++++ Exercise material

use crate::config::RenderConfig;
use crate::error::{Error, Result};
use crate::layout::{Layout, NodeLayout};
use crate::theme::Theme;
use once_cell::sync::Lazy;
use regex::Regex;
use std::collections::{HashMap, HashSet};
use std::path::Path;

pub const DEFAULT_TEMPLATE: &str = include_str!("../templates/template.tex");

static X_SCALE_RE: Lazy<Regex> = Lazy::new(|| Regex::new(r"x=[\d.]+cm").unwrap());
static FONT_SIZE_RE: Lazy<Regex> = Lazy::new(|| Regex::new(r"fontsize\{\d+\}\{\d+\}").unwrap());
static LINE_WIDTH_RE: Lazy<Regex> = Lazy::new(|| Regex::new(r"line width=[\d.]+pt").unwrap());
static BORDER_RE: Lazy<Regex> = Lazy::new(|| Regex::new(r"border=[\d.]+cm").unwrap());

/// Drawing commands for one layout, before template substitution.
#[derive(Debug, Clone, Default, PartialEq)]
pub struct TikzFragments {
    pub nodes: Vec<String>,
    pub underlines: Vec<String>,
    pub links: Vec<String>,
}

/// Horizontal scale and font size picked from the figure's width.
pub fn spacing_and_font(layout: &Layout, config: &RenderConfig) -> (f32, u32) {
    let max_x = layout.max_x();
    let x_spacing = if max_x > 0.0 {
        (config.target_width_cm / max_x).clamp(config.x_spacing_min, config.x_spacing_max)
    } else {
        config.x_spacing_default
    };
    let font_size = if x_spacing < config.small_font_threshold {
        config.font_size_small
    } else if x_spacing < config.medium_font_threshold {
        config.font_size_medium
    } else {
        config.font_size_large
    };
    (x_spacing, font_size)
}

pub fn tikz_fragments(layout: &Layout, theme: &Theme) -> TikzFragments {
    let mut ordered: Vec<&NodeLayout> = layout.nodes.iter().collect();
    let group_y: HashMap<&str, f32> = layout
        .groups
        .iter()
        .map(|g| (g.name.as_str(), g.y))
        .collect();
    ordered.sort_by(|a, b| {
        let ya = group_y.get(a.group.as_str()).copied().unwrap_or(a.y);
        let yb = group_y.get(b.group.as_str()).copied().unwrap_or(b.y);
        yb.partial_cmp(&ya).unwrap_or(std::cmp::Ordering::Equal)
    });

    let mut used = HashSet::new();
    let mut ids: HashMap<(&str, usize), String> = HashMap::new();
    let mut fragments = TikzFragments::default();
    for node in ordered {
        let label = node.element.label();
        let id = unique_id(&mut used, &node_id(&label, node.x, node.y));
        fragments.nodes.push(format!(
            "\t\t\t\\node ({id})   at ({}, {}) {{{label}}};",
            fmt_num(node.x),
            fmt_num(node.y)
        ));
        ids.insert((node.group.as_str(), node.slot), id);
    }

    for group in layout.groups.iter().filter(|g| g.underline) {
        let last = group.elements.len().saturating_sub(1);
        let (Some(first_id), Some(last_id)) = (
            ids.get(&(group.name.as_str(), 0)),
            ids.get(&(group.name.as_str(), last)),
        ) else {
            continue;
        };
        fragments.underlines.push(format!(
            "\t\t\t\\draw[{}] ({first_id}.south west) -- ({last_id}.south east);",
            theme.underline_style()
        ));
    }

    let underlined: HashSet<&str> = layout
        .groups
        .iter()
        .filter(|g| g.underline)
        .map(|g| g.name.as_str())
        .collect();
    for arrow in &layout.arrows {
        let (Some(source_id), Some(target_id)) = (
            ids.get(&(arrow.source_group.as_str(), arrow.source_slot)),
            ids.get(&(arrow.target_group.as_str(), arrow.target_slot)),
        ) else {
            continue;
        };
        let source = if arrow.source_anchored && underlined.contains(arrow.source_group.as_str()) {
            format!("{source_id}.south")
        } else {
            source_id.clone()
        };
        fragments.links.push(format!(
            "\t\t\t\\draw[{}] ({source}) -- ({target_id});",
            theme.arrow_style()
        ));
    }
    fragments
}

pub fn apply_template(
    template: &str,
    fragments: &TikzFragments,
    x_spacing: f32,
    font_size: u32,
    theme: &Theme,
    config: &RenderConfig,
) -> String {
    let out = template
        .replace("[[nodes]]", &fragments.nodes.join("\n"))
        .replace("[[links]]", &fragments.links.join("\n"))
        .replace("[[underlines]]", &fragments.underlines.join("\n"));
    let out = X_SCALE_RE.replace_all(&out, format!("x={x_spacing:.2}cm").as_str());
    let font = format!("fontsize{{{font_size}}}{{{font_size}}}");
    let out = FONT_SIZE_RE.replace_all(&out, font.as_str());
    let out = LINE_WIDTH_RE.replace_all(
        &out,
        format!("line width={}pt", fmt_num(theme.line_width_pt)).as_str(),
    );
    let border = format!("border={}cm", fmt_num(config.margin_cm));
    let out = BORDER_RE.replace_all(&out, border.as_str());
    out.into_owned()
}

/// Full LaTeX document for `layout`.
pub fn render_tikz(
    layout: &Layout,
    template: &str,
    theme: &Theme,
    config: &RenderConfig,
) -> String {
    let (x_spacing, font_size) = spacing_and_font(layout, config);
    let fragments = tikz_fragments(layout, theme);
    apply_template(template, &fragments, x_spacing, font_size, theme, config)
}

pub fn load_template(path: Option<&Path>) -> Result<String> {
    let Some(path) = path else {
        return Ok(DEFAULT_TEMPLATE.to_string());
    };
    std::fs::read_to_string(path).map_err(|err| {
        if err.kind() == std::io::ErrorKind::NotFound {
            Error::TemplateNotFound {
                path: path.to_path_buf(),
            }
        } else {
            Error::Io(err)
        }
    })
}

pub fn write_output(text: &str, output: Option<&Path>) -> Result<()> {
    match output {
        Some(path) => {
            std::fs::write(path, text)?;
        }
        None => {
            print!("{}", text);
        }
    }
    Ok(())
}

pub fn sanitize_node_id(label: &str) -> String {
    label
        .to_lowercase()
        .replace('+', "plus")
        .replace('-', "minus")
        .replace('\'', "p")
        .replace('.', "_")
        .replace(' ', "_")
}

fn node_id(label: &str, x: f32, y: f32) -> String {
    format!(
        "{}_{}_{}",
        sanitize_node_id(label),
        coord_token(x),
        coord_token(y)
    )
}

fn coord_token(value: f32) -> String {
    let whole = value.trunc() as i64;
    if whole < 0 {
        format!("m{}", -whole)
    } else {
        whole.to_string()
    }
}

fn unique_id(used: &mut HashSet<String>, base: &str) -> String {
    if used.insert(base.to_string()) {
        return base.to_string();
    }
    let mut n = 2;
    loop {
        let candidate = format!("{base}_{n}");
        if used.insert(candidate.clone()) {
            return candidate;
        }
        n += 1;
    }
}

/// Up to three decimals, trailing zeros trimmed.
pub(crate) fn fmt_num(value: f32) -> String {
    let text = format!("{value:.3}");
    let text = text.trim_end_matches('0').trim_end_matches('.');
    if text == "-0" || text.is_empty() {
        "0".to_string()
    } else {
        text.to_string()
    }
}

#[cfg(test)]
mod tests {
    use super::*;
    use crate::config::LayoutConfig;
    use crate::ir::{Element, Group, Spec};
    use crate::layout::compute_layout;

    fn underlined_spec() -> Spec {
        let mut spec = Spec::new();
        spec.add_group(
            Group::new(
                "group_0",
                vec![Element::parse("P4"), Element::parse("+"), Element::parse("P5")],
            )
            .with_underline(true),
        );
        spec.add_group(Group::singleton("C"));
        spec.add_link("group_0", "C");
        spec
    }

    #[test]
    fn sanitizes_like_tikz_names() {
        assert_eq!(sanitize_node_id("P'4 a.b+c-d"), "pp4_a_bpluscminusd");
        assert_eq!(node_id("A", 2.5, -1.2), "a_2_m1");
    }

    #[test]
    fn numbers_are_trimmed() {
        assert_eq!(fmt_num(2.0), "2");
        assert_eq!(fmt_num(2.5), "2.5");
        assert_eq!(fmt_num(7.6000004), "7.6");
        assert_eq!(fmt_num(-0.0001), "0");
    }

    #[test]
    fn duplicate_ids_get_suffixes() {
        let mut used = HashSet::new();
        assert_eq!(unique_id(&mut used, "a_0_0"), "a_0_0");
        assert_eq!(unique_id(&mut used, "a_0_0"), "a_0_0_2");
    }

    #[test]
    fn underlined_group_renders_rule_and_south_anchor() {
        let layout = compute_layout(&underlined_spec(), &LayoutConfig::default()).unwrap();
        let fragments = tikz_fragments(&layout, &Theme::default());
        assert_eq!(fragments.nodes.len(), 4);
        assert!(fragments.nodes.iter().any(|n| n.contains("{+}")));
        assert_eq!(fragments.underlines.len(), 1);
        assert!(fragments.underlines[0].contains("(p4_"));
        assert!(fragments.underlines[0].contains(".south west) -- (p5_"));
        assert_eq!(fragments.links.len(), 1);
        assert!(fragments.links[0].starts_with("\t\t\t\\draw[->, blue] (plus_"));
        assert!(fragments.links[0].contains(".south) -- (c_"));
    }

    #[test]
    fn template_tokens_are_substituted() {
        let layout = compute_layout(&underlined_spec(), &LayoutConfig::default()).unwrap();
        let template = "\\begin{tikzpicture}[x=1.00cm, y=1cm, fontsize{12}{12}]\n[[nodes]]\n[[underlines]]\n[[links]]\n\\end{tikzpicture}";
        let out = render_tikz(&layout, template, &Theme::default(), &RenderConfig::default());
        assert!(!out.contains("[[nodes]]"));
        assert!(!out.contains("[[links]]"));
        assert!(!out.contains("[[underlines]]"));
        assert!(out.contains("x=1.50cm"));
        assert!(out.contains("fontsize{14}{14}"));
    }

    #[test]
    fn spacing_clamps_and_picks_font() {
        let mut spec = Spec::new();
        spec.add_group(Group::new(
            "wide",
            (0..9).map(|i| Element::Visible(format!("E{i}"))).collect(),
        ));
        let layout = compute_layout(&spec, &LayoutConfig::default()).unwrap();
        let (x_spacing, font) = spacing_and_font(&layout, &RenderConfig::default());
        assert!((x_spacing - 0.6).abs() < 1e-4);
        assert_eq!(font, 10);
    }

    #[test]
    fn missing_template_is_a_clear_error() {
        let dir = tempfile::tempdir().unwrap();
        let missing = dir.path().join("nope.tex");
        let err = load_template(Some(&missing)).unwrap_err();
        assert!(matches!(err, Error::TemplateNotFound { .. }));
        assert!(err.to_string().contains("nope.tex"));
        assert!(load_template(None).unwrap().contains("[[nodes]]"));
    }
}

++++++++

§ **Work to complete**:
Take the line that contains "assert_eq!(font, 10);" and every line after it in the material above. Set those lines down exactly and nothing more.

§ **Task response**:
        assert_eq!(font, 10);
    }

    #[test]
    fn missing_template_is_a_clear_error() {
        let dir = tempfile::tempdir().unwrap();
        let missing = dir.path().join("nope.tex");
        let err = load_template(Some(&missing)).unwrap_err();
        assert!(matches!(err, Error::TemplateNotFound { .. }));
        assert!(err.to_string().contains("nope.tex"));
        assert!(load_template(None).unwrap().contains("[[nodes]]"));
    }
}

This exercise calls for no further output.